* [PROBLEM TO SOLVE] Where does the word "sample" occur in the entries below? Copy every line that has it.

* [DATA RECORDS]
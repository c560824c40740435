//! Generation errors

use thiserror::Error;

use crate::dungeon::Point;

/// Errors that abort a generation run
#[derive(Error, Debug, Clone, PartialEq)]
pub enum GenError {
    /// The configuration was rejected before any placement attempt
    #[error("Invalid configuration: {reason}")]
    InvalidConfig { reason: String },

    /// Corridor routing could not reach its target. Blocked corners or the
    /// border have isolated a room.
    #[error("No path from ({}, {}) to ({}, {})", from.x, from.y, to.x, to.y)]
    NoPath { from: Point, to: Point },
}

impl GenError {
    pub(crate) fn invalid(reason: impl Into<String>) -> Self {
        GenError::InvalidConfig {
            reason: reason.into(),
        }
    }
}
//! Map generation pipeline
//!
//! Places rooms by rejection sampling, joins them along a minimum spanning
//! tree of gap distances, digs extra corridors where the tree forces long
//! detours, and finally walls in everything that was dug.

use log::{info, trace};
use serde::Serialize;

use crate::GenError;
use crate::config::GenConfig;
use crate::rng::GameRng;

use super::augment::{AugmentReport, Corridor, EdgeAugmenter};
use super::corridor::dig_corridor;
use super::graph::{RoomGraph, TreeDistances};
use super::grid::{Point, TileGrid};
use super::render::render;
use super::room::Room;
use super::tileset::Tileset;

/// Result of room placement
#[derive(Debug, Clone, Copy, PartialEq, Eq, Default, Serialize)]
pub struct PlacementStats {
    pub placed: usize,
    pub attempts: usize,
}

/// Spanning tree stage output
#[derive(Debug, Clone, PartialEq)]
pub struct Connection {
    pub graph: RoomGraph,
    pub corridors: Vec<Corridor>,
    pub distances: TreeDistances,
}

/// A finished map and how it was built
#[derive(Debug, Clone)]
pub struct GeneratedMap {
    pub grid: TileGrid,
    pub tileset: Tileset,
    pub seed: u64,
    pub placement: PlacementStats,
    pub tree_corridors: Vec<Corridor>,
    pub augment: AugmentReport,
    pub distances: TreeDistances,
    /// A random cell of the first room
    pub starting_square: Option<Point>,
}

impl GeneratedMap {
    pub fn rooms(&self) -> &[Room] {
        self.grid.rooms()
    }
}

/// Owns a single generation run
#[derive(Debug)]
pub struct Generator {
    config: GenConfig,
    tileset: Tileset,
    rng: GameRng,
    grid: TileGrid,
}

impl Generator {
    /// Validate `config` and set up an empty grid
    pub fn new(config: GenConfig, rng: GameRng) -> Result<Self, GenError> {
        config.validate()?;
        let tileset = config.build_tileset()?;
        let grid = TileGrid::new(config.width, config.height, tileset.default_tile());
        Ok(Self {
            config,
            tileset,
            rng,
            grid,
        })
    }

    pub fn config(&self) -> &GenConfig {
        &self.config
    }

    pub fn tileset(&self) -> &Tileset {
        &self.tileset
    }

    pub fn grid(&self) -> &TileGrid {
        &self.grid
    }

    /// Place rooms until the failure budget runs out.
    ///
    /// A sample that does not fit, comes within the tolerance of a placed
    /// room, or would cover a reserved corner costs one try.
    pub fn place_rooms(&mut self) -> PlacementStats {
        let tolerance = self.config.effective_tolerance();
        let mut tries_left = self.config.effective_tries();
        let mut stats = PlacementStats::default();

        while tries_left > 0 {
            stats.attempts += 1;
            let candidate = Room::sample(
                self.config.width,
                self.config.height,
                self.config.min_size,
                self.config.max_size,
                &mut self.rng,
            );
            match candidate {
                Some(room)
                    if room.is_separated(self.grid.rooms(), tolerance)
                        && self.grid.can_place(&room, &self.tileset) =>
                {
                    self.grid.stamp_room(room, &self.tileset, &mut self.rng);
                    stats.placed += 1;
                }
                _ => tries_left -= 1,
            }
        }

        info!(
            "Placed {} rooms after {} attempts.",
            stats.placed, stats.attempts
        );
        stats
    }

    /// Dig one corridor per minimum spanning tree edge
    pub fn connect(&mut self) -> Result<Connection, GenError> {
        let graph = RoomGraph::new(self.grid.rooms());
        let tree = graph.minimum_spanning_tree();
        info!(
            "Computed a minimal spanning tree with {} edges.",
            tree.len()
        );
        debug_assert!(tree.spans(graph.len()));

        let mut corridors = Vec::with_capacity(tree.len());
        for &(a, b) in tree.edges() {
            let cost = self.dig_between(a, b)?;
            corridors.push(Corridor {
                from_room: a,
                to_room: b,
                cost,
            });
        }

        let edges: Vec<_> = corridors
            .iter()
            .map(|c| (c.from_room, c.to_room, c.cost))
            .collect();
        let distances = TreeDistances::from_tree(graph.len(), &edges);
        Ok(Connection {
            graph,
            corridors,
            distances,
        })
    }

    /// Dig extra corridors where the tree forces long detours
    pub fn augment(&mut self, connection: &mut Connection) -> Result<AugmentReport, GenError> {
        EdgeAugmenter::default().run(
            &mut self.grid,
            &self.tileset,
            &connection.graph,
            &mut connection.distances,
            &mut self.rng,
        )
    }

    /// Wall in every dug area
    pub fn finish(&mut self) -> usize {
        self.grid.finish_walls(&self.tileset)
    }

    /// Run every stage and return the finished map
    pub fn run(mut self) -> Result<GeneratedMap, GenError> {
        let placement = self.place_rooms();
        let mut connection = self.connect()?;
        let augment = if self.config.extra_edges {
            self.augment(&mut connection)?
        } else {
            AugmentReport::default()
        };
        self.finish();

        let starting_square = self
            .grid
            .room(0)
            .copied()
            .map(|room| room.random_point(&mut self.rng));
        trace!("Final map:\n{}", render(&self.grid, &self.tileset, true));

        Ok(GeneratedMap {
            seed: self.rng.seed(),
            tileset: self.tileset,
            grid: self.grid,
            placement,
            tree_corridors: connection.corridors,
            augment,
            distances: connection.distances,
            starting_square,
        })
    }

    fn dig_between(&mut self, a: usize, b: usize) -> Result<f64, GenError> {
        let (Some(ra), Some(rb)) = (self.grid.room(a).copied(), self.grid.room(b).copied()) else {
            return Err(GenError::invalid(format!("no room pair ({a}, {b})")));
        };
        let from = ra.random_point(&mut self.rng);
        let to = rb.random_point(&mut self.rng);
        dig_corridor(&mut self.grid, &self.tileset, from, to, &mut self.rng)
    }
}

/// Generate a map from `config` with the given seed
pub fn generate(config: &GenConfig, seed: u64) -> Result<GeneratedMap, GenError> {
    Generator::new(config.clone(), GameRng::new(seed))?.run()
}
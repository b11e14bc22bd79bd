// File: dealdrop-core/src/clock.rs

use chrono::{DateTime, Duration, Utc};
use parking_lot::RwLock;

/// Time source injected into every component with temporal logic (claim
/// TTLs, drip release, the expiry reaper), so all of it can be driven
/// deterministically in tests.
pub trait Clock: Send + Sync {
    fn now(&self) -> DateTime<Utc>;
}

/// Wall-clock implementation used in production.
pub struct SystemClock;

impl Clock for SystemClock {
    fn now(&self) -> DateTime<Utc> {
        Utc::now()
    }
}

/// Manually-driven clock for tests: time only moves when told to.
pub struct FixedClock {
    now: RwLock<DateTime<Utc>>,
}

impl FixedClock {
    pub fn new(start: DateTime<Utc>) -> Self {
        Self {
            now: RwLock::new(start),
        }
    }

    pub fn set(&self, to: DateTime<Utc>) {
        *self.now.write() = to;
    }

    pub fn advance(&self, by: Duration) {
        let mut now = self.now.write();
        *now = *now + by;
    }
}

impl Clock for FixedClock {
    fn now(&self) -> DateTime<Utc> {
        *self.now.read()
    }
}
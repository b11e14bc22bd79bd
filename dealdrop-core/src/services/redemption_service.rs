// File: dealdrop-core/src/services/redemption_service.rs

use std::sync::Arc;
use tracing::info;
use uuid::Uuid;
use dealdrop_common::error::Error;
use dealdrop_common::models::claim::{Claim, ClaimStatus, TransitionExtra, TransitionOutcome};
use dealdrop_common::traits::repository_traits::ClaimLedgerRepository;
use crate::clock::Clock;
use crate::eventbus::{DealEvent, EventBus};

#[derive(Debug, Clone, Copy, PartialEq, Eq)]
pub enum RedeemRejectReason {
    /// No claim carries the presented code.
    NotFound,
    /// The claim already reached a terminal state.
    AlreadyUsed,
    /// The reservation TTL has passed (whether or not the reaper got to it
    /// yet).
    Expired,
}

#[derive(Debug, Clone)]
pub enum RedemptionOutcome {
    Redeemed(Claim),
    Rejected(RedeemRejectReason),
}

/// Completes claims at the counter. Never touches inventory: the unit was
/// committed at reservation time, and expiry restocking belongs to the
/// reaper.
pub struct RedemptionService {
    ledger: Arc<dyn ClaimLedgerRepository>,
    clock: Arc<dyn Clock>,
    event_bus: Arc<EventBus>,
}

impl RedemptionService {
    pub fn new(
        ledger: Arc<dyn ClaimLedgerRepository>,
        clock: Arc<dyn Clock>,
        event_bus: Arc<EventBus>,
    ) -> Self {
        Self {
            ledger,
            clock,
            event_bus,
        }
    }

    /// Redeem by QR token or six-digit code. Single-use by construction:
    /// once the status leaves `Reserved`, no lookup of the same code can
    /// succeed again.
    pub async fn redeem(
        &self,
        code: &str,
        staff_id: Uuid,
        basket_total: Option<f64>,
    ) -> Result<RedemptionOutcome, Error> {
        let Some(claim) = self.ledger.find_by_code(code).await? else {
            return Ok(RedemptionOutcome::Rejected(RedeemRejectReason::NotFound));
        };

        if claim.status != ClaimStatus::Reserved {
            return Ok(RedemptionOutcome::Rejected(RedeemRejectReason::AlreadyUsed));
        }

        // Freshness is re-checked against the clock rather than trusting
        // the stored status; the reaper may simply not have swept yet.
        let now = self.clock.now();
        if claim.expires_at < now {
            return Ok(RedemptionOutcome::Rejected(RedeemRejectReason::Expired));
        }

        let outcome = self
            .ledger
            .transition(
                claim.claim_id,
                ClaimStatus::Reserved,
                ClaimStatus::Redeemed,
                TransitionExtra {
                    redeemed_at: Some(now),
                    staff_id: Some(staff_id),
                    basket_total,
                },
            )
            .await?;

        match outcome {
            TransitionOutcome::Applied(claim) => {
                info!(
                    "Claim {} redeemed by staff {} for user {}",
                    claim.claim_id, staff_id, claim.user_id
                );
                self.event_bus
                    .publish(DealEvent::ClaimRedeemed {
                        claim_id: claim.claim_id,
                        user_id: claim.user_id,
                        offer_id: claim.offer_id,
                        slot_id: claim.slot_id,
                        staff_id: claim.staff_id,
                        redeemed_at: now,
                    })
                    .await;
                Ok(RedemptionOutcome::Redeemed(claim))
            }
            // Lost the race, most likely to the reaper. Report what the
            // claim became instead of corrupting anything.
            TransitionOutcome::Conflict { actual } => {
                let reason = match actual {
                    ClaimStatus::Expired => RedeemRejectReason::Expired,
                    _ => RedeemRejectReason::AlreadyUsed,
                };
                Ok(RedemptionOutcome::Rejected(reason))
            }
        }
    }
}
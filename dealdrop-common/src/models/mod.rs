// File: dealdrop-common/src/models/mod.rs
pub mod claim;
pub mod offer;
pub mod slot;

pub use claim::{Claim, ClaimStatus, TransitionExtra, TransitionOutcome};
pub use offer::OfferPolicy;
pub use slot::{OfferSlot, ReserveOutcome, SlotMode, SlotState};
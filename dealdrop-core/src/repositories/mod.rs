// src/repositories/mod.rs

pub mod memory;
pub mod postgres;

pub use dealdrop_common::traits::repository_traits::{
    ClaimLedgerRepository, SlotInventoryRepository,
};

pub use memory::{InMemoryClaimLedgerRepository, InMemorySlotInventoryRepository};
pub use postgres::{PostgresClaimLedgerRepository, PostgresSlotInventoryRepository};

* [ANSWER BOX]
    /// A sample that does not fit, comes within the tolerance of a placed
            let candidate = Room::sample(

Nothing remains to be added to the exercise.